Judge of the United States Court of Federal Claims
- In office December 10, 1982 – December 14, 1997
- Appointed by: Ronald Reagan
- Preceded by: seat established
- Succeeded by: Francis Allegra

Personal details
- Born: March 13, 1935 Philadelphia, Pennsylvania, U.S.
- Died: January 18, 2017 (aged 81)
- Education: Drexel University (BS) George Washington University (JD)

= Lawrence S. Margolis =

American judge (1935–2017)

Lawrence S. Margolis (March 13, 1935 – January 18, 2017) was a judge of the United States Court of Federal Claims from 1982 to 1997.

== Life and career ==
Born in Philadelphia, to Reuben and Mollie Margolis, Margolis received a Bachelor of Arts from Central High School in Philadelphia, followed by a Bachelor of Science in mechanical engineering from the Drexel Institute of Technology (now Drexel University) in 1957; and a Juris Doctor from George Washington University Law School in 1961. After being admitted to the District of Columbia Bar, he was a patent examiner for the United States Patent Office from 1957 to 1962, and was then patent counsel to the Naval Ordnance Laboratory in White Oak, Maryland until 1963, and then assistant corporation counsel for the District of Columbia from 1963 to 1966. While serving in the latter position, he also maintained a private legal practice in Silver Spring, Maryland. He joined the United States Department of Justice as a trial attorney in the Criminal Division and special assistant United States attorney for District of Columbia from 1966 to 1968, also serving as a consultant to the President's National Crime Commission from 1966 to 1967.

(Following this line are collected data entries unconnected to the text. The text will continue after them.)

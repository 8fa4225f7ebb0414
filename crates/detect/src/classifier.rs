//! Severity classification with per-feature attribution.
//!
//! Scores a normalized matrix against a trained, calibrated model: each
//! row gets a reconstruction error, a severity tier, the absolute
//! per-feature reconstruction gap (in feature order — ranking or
//! truncation is a presentation concern), and a heuristic "major event"
//! flag for contribution patterns matching known crash/spike signatures.

use serde::{Deserialize, Serialize};

use vigil_features::FeatureVector;
use vigil_model::{row_mse, AnomalyModel, ModelError};

/// Severity tier of a scored row relative to the calibrated threshold.
#[derive(Debug, Clone, Copy, PartialEq, Eq, Serialize, Deserialize)]
#[serde(rename_all = "lowercase")]
pub enum Severity {
    Normal,
    Warning,
    Critical,
}

/// Severity tier multipliers applied to the calibrated threshold.
#[derive(Debug, Clone)]
pub struct SeverityConfig {
    pub warning_multiplier: f64,
    pub critical_multiplier: f64,
}

impl Default for SeverityConfig {
    fn default() -> Self {
        Self {
            warning_multiplier: 1.0,
            critical_multiplier: 1.2,
        }
    }
}

/// Absolute reconstruction gap for one named feature.
#[derive(Debug, Clone, PartialEq, Serialize, Deserialize)]
pub struct FeatureContribution {
    pub feature: String,
    pub contribution: f64,
}

/// One scored row. Immutable after creation; consumed by presentation
/// layers.
#[derive(Debug, Clone, Serialize, Deserialize)]
pub struct AnomalyRecord {
    /// Row index in the scored matrix.
    pub index: usize,
    /// Mean squared reconstruction error of the row.
    pub reconstruction_error: f64,
    pub severity: Severity,
    /// Per-feature contributions in feature order, never sorted here.
    pub contributions: Vec<FeatureContribution>,
    /// Heuristic crash/spike signature flag.
    pub is_major_event: bool,
    /// Opaque caller-supplied payload, passed through untouched.
    pub metadata: Option<serde_json::Value>,
}

/// Severity tallies across a scored matrix.
#[derive(Debug, Clone, Copy, Default, PartialEq, Eq, Serialize, Deserialize)]
pub struct SeverityCounts {
    pub normal: usize,
    pub warning: usize,
    pub critical: usize,
}

impl SeverityCounts {
    pub fn add(&mut self, severity: Severity) {
        match severity {
            Severity::Normal => self.normal += 1,
            Severity::Warning => self.warning += 1,
            Severity::Critical => self.critical += 1,
        }
    }
}

/// Full classification output for one matrix.
#[derive(Debug, Clone, Serialize, Deserialize)]
pub struct ScoreReport {
    /// All scored rows, sorted by descending error (ties: ascending index).
    pub anomalies: Vec<AnomalyRecord>,
    pub severity_counts: SeverityCounts,
    /// The threshold the severities were derived from.
    pub threshold: f64,
    pub total_samples: usize,
    /// `(warning + critical) / total`.
    pub anomaly_rate: f64,
}

/// Classify one reconstruction error against the scaled threshold.
///
/// Boundaries are inclusive: an error exactly at the warning threshold is
/// `Warning`, exactly at the critical threshold is `Critical`.
pub fn classify_severity(error: f64, threshold: f64, cfg: &SeverityConfig) -> Severity {
    if error >= threshold * cfg.critical_multiplier {
        Severity::Critical
    } else if error >= threshold * cfg.warning_multiplier {
        Severity::Warning
    } else {
        Severity::Normal
    }
}

/// Score a normalized matrix against a trained, calibrated model.
///
/// `metadata`, when provided, is matched to rows by index and passed
/// through opaquely. Fails with a state error if the model is untrained
/// or has no calibrated threshold.
pub fn score(
    model: &AnomalyModel,
    rows: &[Vec<f64>],
    cfg: &SeverityConfig,
    metadata: Option<&[serde_json::Value]>,
) -> Result<ScoreReport, ModelError> {
    let threshold = model.require_threshold()?;
    let reconstructed = model.predict(rows)?;

    let mut records = Vec::with_capacity(rows.len());
    let mut severity_counts = SeverityCounts::default();

    for (index, (original, recon)) in rows.iter().zip(reconstructed.iter()).enumerate() {
        let error = row_mse(original, recon);
        let severity = classify_severity(error, threshold, cfg);
        severity_counts.add(severity);

        let contributions: Vec<FeatureContribution> = original
            .iter()
            .zip(recon.iter())
            .enumerate()
            .map(|(i, (o, r))| FeatureContribution {
                feature: feature_name(i),
                contribution: (o - r).abs(),
            })
            .collect();

        records.push(AnomalyRecord {
            index,
            reconstruction_error: error,
            severity,
            is_major_event: is_major_event(error, threshold, &contributions),
            contributions,
            metadata: metadata.and_then(|m| m.get(index).cloned()),
        });
    }

    sort_by_error_desc(&mut records);

    let total_samples = rows.len();
    let flagged = severity_counts.warning + severity_counts.critical;
    Ok(ScoreReport {
        anomalies: records,
        severity_counts,
        threshold,
        total_samples,
        anomaly_rate: flagged as f64 / total_samples as f64,
    })
}

/// Canonical feature name for a column index.
fn feature_name(index: usize) -> String {
    FeatureVector::FEATURE_NAMES
        .get(index)
        .map(|s| s.to_string())
        .unwrap_or_else(|| format!("feature_{index}"))
}

fn contribution_of(contributions: &[FeatureContribution], name: &str) -> f64 {
    contributions
        .iter()
        .find(|c| c.feature == name)
        .map(|c| c.contribution)
        .unwrap_or(0.0)
}

/// Crash/spike signature heuristic.
///
/// Requires the error to exceed twice the threshold, plus one of: at
/// least three strong contributions, a price-change + volume-spike pair,
/// or a price-acceleration + volume pair.
fn is_major_event(error: f64, threshold: f64, contributions: &[FeatureContribution]) -> bool {
    if error <= 2.0 * threshold {
        return false;
    }
    let strong = contributions
        .iter()
        .filter(|c| c.contribution > 0.3)
        .count();
    if strong >= 3 {
        return true;
    }
    if contribution_of(contributions, "price_change") > 0.4
        && contribution_of(contributions, "volume_spike") > 0.2
    {
        return true;
    }
    contribution_of(contributions, "price_acceleration") > 0.3
        && contribution_of(contributions, "volume") > 0.2
}

/// Descending error, ascending original index on ties.
fn sort_by_error_desc(records: &mut [AnomalyRecord]) {
    records.sort_by(|a, b| {
        b.reconstruction_error
            .partial_cmp(&a.reconstruction_error)
            .unwrap_or(std::cmp::Ordering::Equal)
            .then_with(|| a.index.cmp(&b.index))
    });
}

He was an assistant United States attorney for the District of Columbia from 1968 to 1971, at which time he was appointed to an eight-year term as a United States magistrate judge for the District of Columbia in 1971. He was reappointed for a second 8-year term in 1979 and served until December 1982. On September 27, 1982, Margolis was nominated by President Ronald Reagan to a new seat on the United States Claims Court authorized by 96 Stat. 27. He was confirmed by the United States Senate on December 10, 1982, he received his commission the same day, and took his oath of office on December 15, 1982. He assumed senior status on December 14, 1997.

Margolis married Doris May Rosenberg on January 30, 1960, with whom he had two children, Mary Aleta and Paul Oliver. Margolis died on January 18, 2017 at the age of 81.